December 22nd, 2006 by Nicholas Farrelly · 9 Comments

All aboard in Burma

Under the headline “India Seeks New Rail Link through Burma, China, Russia”, The Irrawaddy’s William Boot reports:

The Indian Railways Board has a plan to build 150 kilometers of rail track across its northeastern Mizoram state and another 200 kilometers inside Burma to hook up with a line the Chinese are said to be planning which will run through Yunnan Province…It’s the ambition of the chief of India’s railways, Jay Prakash Batra, who has also become chairman of the Paris-based International Union of Railways (UIC).

Announcements like this – whether to do with roads, bridges or the other infrastructure of trans-border linkage – are part of a century-long refrain in the India-Burma-China theatre. Big dreams to link “the region” together have very rarely got any wind in their sails. Occasionally, some scheme or another is made to happen. The most famous – the World War II-era Burma Roads – were built by the allies trying to find a conduit to supply Chinese troops fighting the Japanese. Since then, even these roads have, by and large, fallen into disrepair.

Today, building any type of trans-regional linkage across Burma is fraught with difficulties.

As I have remarked in the past, Burma, and particularly the parts of the north where this railway would run, have some of Southeast Asia’s most basic transport infrastructure. This newly announced Indian ambition for a railway should only serve to re-focus our attention on the Burmese government’s failure to provide adequate transport infrastructure for its citizens. It is often overlooked that one of the many sins of the Burmese regime is its lack of investment in the public goods that can foster a diverse and dynamic economy.

The junta has failed, in so many ways, to invest in the day-to-day needs of its people.

In the New Year, New Mandala plans to focus more attention on these needs – and some of the diverse aspirations that the junta has continued to ignore. If there are particular topics or issues that you would like to see covered in this new series, please do not hesitate to get in contact with me.

Tags: Burma · Northeast India · Trans-Border Issues

9 responses so far ↓

  • 1 aiontay // Dec 23, 2006 at 3:33 am

    If there were adequate transport, then a lot of other needs would be able to be address. For example, Burma’s rural population would be able to sell its agricultural production much easier than it does now.

    There was a Kachin village outside of Kutkai that made a huge amount of money (by local standards) selling mustard greens during the winter in town. They had adequate water and had their fields on south facing slopes, so the lack of rain and nighttime frosts didn’t kill their mustard like many other villages. Since the transport was so bad, getting just about any other fresh vegetable in town was almost impossible. Of course, if transport was improved, that village would lose a lucrative crop, but probably they’d find some way of compensating due to the improved transport.

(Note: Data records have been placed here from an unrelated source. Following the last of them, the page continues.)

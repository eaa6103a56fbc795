/********************************************************************************
 * Copyright (c) 2026 Contributors to the Eclipse Foundation
 *
 * See the NOTICE file(s) distributed with this work for additional
 * information regarding copyright ownership.
 *
 * This program and the accompanying materials are made available under the
 * terms of the Apache License Version 2.0 which is available at
 * https://www.apache.org/licenses/LICENSE-2.0
 *
 * SPDX-License-Identifier: Apache-2.0
 ********************************************************************************/

use crate::LifecycleJournal;
use async_trait::async_trait;
use std::sync::Arc;
use tracing::debug;
use uns_router::{
    Connection, ConnectionError, ConnectionErrorCode, Event, EventListener, InboundConnection,
    OutboundConnection,
};

#[derive(Clone, Copy, Debug, PartialEq, Eq)]
pub enum FailureMode {
    Start,
    RegisterListener,
    Publish,
}

/// Connection that fails at one chosen step and succeeds at every other.
pub struct FailingConnection {
    id: String,
    mode: FailureMode,
    journal: Option<LifecycleJournal>,
}

impl FailingConnection {
    pub fn new(id: &str, mode: FailureMode) -> Arc<Self> {
        Arc::new(Self {
            id: id.to_string(),
            mode,
            journal: None,
        })
    }

    pub fn with_journal(id: &str, mode: FailureMode, journal: &LifecycleJournal) -> Arc<Self> {
        Arc::new(Self {
            id: id.to_string(),
            mode,
            journal: Some(journal.clone()),
        })
    }

    fn fail(&self, step: &str) -> ConnectionError {
        debug!("{}: failing {step}", self.id);
        ConnectionError::fail_with_code(
            ConnectionErrorCode::Unavailable,
            format!("{} failing {step}", self.id),
        )
    }

    fn journal(&self, action: &str) {
        if let Some(journal) = self.journal.as_ref() {
            journal.lock().push(format!("{action}:{}", self.id));
        }
    }
}

#[async_trait]
impl Connection for FailingConnection {
    fn id(&self) -> &str {
        &self.id
    }

    fn kind(&self) -> &str {
        "failing"
    }

    async fn start(&self) -> Result<(), ConnectionError> {
        self.journal("start");
        if self.mode == FailureMode::Start {
            return Err(self.fail("start"));
        }
        Ok(())
    }

    async fn stop(&self) -> Result<(), ConnectionError> {
        self.journal("stop");
        Ok(())
    }
}

#[async_trait]
impl InboundConnection for FailingConnection {
    async fn register_listener(
        &self,
        _listener: Arc<dyn EventListener>,
    ) -> Result<(), ConnectionError> {
        if self.mode == FailureMode::RegisterListener {
            return Err(self.fail("register_listener"));
        }
        Ok(())
    }

    async fn unregister_listener(
        &self,
        _listener: Arc<dyn EventListener>,
    ) -> Result<(), ConnectionError> {
        Ok(())
    }
}

#[async_trait]
impl OutboundConnection for FailingConnection {
    async fn publish(&self, _event: Event) -> Result<(), ConnectionError> {
        if self.mode == FailureMode::Publish {
            return Err(self.fail("publish"));
        }
        Ok(())
    }
}
/********************************************************************************
 * Copyright (c) 2026 Contributors to the Eclipse Foundation
 *
 * See the NOTICE file(s) distributed with this work for additional
 * information regarding copyright ownership.
 *
 * This program and the accompanying materials are made available under the
 * terms of the Apache License Version 2.0 which is available at
 * https://www.apache.org/licenses/LICENSE-2.0
 *
 * SPDX-License-Identifier: Apache-2.0
 ********************************************************************************/

//! Capability interfaces implemented by transport connections.
//!
//! The router owns no network I/O. A transport plugs in by implementing [`Connection`] plus
//! [`InboundConnection`] (it feeds events in), [`OutboundConnection`] (it sends events out), or
//! both. Reconnect and retry loops belong to the connection.

use crate::event::Event;
use async_trait::async_trait;
use std::error::Error;
use std::fmt::{Display, Formatter};
use std::sync::Arc;

/// Category of a connection failure.
#[derive(Clone, Copy, Debug, PartialEq, Eq)]
pub enum ConnectionErrorCode {
    Unavailable,
    InvalidArgument,
    Unimplemented,
    Internal,
}

impl Display for ConnectionErrorCode {
    fn fmt(&self, f: &mut Formatter<'_>) -> std::fmt::Result {
        let label = match self {
            ConnectionErrorCode::Unavailable => "unavailable",
            ConnectionErrorCode::InvalidArgument => "invalid_argument",
            ConnectionErrorCode::Unimplemented => "unimplemented",
            ConnectionErrorCode::Internal => "internal",
        };
        f.write_str(label)
    }
}

/// Failure reported by a connection implementation.
#[derive(Clone, Debug, PartialEq, Eq)]
pub struct ConnectionError {
    code: ConnectionErrorCode,
    message: String,
}

impl ConnectionError {
    pub fn fail_with_code(code: ConnectionErrorCode, message: impl Into<String>) -> Self {
        Self {
            code,
            message: message.into(),
        }
    }

    pub fn code(&self) -> ConnectionErrorCode {
        self.code
    }

    pub fn message(&self) -> &str {
        &self.message
    }
}

impl Display for ConnectionError {
    fn fmt(&self, f: &mut Formatter<'_>) -> std::fmt::Result {
        write!(f, "{}: {}", self.code, self.message)
    }
}

impl Error for ConnectionError {}

/// Link state reported by a connection to its listeners.
#[derive(Clone, Copy, Debug, PartialEq, Eq)]
pub enum ConnectionStatus {
    Connected,
    Disconnected,
}

/// Which side(s) of the router a connection was attached to.
#[derive(Clone, Copy, Debug, PartialEq, Eq)]
pub enum ConnectionRole {
    Inbound,
    Outbound,
    Both,
}

impl ConnectionRole {
    pub(crate) fn from_flags(inbound: bool, outbound: bool) -> Option<Self> {
        match (inbound, outbound) {
            (true, true) => Some(ConnectionRole::Both),
            (true, false) => Some(ConnectionRole::Inbound),
            (false, true) => Some(ConnectionRole::Outbound),
            (false, false) => None,
        }
    }

    pub(crate) fn as_str(&self) -> &'static str {
        match self {
            ConnectionRole::Inbound => "inbound",
            ConnectionRole::Outbound => "outbound",
            ConnectionRole::Both => "both",
        }
    }
}

/// Receives everything an inbound connection produces.
///
/// Delivery from a single connection is expected to be sequential, so one connection's event
/// order is preserved through the router.
#[async_trait]
pub trait EventListener: Send + Sync {
    async fn on_event(&self, connection_id: &str, event: Event);

    async fn on_status_changed(&self, _connection_id: &str, _status: ConnectionStatus) {}
}

/// Lifecycle shared by every connection.
#[async_trait]
pub trait Connection: Send + Sync {
    /// Key used by the router's connection tables. Must be unique per role.
    fn id(&self) -> &str;

    /// Transport label, e.g. `mqtt` or `sparkplug_b`.
    fn kind(&self) -> &str {
        "custom"
    }

    /// Path patterns this connection serves.
    fn patterns(&self) -> Vec<String> {
        Vec::new()
    }

    async fn start(&self) -> Result<(), ConnectionError>;

    async fn stop(&self) -> Result<(), ConnectionError>;
}

/// A source of events.
#[async_trait]
pub trait InboundConnection: Connection {
    async fn register_listener(
        &self,
        listener: Arc<dyn EventListener>,
    ) -> Result<(), ConnectionError>;

    async fn unregister_listener(
        &self,
        listener: Arc<dyn EventListener>,
    ) -> Result<(), ConnectionError>;
}

/// A sink for events. Events arrive already stamped with their resolved namespace.
#[async_trait]
pub trait OutboundConnection: Connection {
    async fn publish(&self, event: Event) -> Result<(), ConnectionError>;
}
//! Data-plane ownership: inbound listener and dispatch, outbound publish.

pub(crate) mod egress_publish;
pub(crate) mod inbound_dispatch;
pub(crate) mod ingress_listener;
//! Value deadband: forwards a numeric event only when it moved far enough.

use crate::event::Event;
use crate::middleware::Middleware;
use dashmap::mapref::entry::Entry;
use dashmap::DashMap;

pub const DEADBAND_VALUE_ID: &str = "DEADBAND_VALUE";

/// Suppresses numeric events whose value differs from the last forwarded value for the same
/// path by less than `min_delta`. Payloads that do not parse as a finite number are dropped.
pub struct DeadbandValue {
    min_delta: f64,
    last_forwarded: DashMap<String, f64>,
}

impl DeadbandValue {
    pub fn new(min_delta: f64) -> Self {
        Self {
            min_delta,
            last_forwarded: DashMap::new(),
        }
    }

    fn parse_value(event: &Event) -> Option<f64> {
        event
            .text()?
            .trim()
            .parse::<f64>()
            .ok()
            .filter(|value| value.is_finite())
    }
}

impl Middleware for DeadbandValue {
    fn id(&self) -> &str {
        DEADBAND_VALUE_ID
    }

    fn process(&self, event: Event) -> Option<Event> {
        let value = Self::parse_value(&event)?;

        match self.last_forwarded.entry(event.path.clone()) {
            Entry::Vacant(vacant) => {
                vacant.insert(value);
                Some(event)
            }
            Entry::Occupied(mut occupied) => {
                if (value - *occupied.get()).abs() >= self.min_delta {
                    occupied.insert(value);
                    Some(event)
                } else {
                    None
                }
            }
        }
    }
}
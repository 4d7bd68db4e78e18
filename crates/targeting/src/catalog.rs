//! Catalog of supported condition types, for UI and collaborator payloads.

use serde::Serialize;

/// Descriptor of one supported condition type.
#[derive(Debug, Clone, Serialize)]
pub struct ConditionType {
    #[serde(rename = "type")]
    pub rule_type: &'static str,
    pub label: &'static str,
    #[serde(rename = "dataShape")]
    pub data_shape: &'static str,
    pub comparisons: &'static [&'static str],
    pub listable: bool,
    pub range: bool,
}

pub const CONDITION_TYPES: &[ConditionType] = &[
    ConditionType {
        rule_type: "Site:Variable",
        label: "Site Variable",
        data_shape: "string \"param|value\" | array<string> | kv{param:value}",
        comparisons: &["==", "!="],
        listable: true,
        range: false,
    },
    ConditionType {
        rule_type: "Site:Domain",
        label: "Site Domain",
        data_shape: "string | array<string>",
        comparisons: &["==", "!="],
        listable: true,
        range: false,
    },
    ConditionType {
        rule_type: "Source:Source",
        label: "Source Tag",
        data_shape: "string | array<string>",
        comparisons: &["==", "!="],
        listable: true,
        range: false,
    },
    ConditionType {
        rule_type: "Geo:Country",
        label: "Geo Country (ISO)",
        data_shape: "string ISO code | array<string>",
        comparisons: &["==", "!="],
        listable: true,
        range: false,
    },
    ConditionType {
        rule_type: "Client:Browser",
        label: "Client Browser",
        data_shape: "string | array<string>",
        comparisons: &["==", "!="],
        listable: true,
        range: false,
    },
    ConditionType {
        rule_type: "Client:Language",
        label: "Client Language",
        data_shape: "string | array<string> (RFC 2616)",
        comparisons: &["==", "!="],
        listable: true,
        range: false,
    },
    ConditionType {
        rule_type: "Time:DayOfWeek",
        label: "Time: Day of Week",
        data_shape: "int 0-6 | array<int>",
        comparisons: &["=="],
        listable: true,
        range: false,
    },
    ConditionType {
        rule_type: "Time:HourOfDay",
        label: "Time: Hour of Day",
        data_shape: "int 0-23",
        comparisons: &["==", "!=", ">", "<", ">=", "<="],
        listable: false,
        range: true,
    },
    ConditionType {
        rule_type: "Time:HourRange",
        label: "Time: Hour Range",
        data_shape: "object {from:int,to:int}",
        comparisons: &["(implicit >=, <=)"],
        listable: false,
        range: true,
    },
];

pub const LOGICAL_OPS: &[&str] = &["and", "or", "not"];
pub const GROUP_MODES: &[&str] = &["all", "any", "none"];

/// Whether the normalizer recognizes this type tag. Unsupported tags are
/// kept anyway and rendered as always-true stubs.
pub fn is_supported(rule_type: &str) -> bool {
    CONDITION_TYPES.iter().any(|t| t.rule_type == rule_type)
}

/// Full catalog payload for collaborators (type list, logical ops, group modes).
pub fn describe() -> serde_json::Value {
    serde_json::json!({
        "types": CONDITION_TYPES,
        "logical": LOGICAL_OPS,
        "groupModes": GROUP_MODES,
    })
}

#[cfg(test)]
mod tests {
    use super::*;

    #[test]
    fn supported_covers_all_catalog_entries() {
        for t in CONDITION_TYPES {
            assert!(is_supported(t.rule_type));
        }
        assert!(!is_supported("Foo:Bar"));
        assert!(!is_supported(""));
    }

    #[test]
    fn describe_lists_group_modes() {
        let payload = describe();
        assert_eq!(payload["groupModes"][2], "none");
        assert_eq!(payload["types"].as_array().unwrap().len(), 9);
    }
}
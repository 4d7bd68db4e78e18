use thiserror::Error;

#[derive(Error, Debug)]
pub enum StoreError {
    #[error("database error: {0}")]
    Database(#[from] sqlx::Error),

    #[error("banner not found: {0}")]
    BannerNotFound(i64),

    #[error("rule set not found: {0}")]
    RuleSetNotFound(i64),

    #[error("rules must be provided inline or via rule_set_id")]
    MissingRules,

    #[error("target_ids required")]
    MissingTargets,

    #[error("{0}")]
    Other(String),
}
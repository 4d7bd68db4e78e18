//! targeting-preview — validate a targeting rule tree from the command line.
//!
//! Reads a raw rule tree (JSON array) from a file or stdin and prints
//! the warnings, the flattened ACL rows and the compiled limitation
//! expression without touching any storage.

use std::fs;
use std::io::Read;

use anyhow::Context;
use clap::Parser;
use tracing_subscriber::EnvFilter;

use adlimit_targeting::validate;

/// Validate a targeting rule tree and print the compiled expression.
#[derive(Parser, Debug)]
#[command(name = "targeting-preview", version, about)]
struct Cli {
    /// Path to the rule tree JSON file, or "-" for stdin.
    #[arg(default_value = "-")]
    input: String,

    /// Emit the full preview payload as JSON instead of a summary.
    #[arg(long)]
    json: bool,
}

fn main() -> anyhow::Result<()> {
    tracing_subscriber::fmt()
        .with_env_filter(EnvFilter::from_default_env())
        .init();

    let cli = Cli::parse();
    let raw = if cli.input == "-" {
        let mut buf = String::new();
        std::io::stdin()
            .read_to_string(&mut buf)
            .context("read rule tree from stdin")?;
        buf
    } else {
        fs::read_to_string(&cli.input).with_context(|| format!("read {}", cli.input))?
    };

    let nodes: Vec<serde_json::Value> =
        serde_json::from_str(&raw).context("rule tree must be a JSON array")?;
    let out = validate(&nodes);

    if cli.json {
        println!("{}", serde_json::to_string_pretty(&out)?);
        return Ok(());
    }

    if out.warnings.is_empty() {
        println!("warnings: none");
    } else {
        println!("warnings:");
        for w in &out.warnings {
            println!("  - {w}");
        }
    }

    println!("acl rows:");
    for row in &out.acl_preview {
        println!(
            "  {:>3}. {} {} {} {}",
            row.execution_order,
            row.logical.as_str(),
            row.rule_type,
            row.comparison.as_str(),
            row.data
        );
    }

    println!("compiled: {}", out.compiled);
    Ok(())
}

    However, it should be pointed out that improved transport would also improve the military’s ability to control the country; the first order of business would transporting more soldiers and military supplies, not mustard, so would improving transport really help? I think there are aspirations beyond economic and infrastructure development that are being ignored, and there is the real problem.

  • 2 Thai Radio // Dec 23, 2006 at 8:40 pm

    Once the richest state in South-East Asia Myanmar has become one of the poorest.

    But help will indirectly come from Thailand’s development: if
    you neighbour grows rich you don’t want to be left behind.

    Besides refugees in Thailand are a potential hope of change
    as they’re going to fuel a dynamic opposition.

  • 3 Vichai N. // Dec 24, 2006 at 1:09 am

    We look at our neighbor Myanmar and we wonder why with such rich natural resources and very capable people, Myanmar had failed miserably economically, politically and developmentally during these past decades. Thailand too had overtaken its other neighbors Laos, Cambodia, Vietnam and much farther the Republic of the Philippines.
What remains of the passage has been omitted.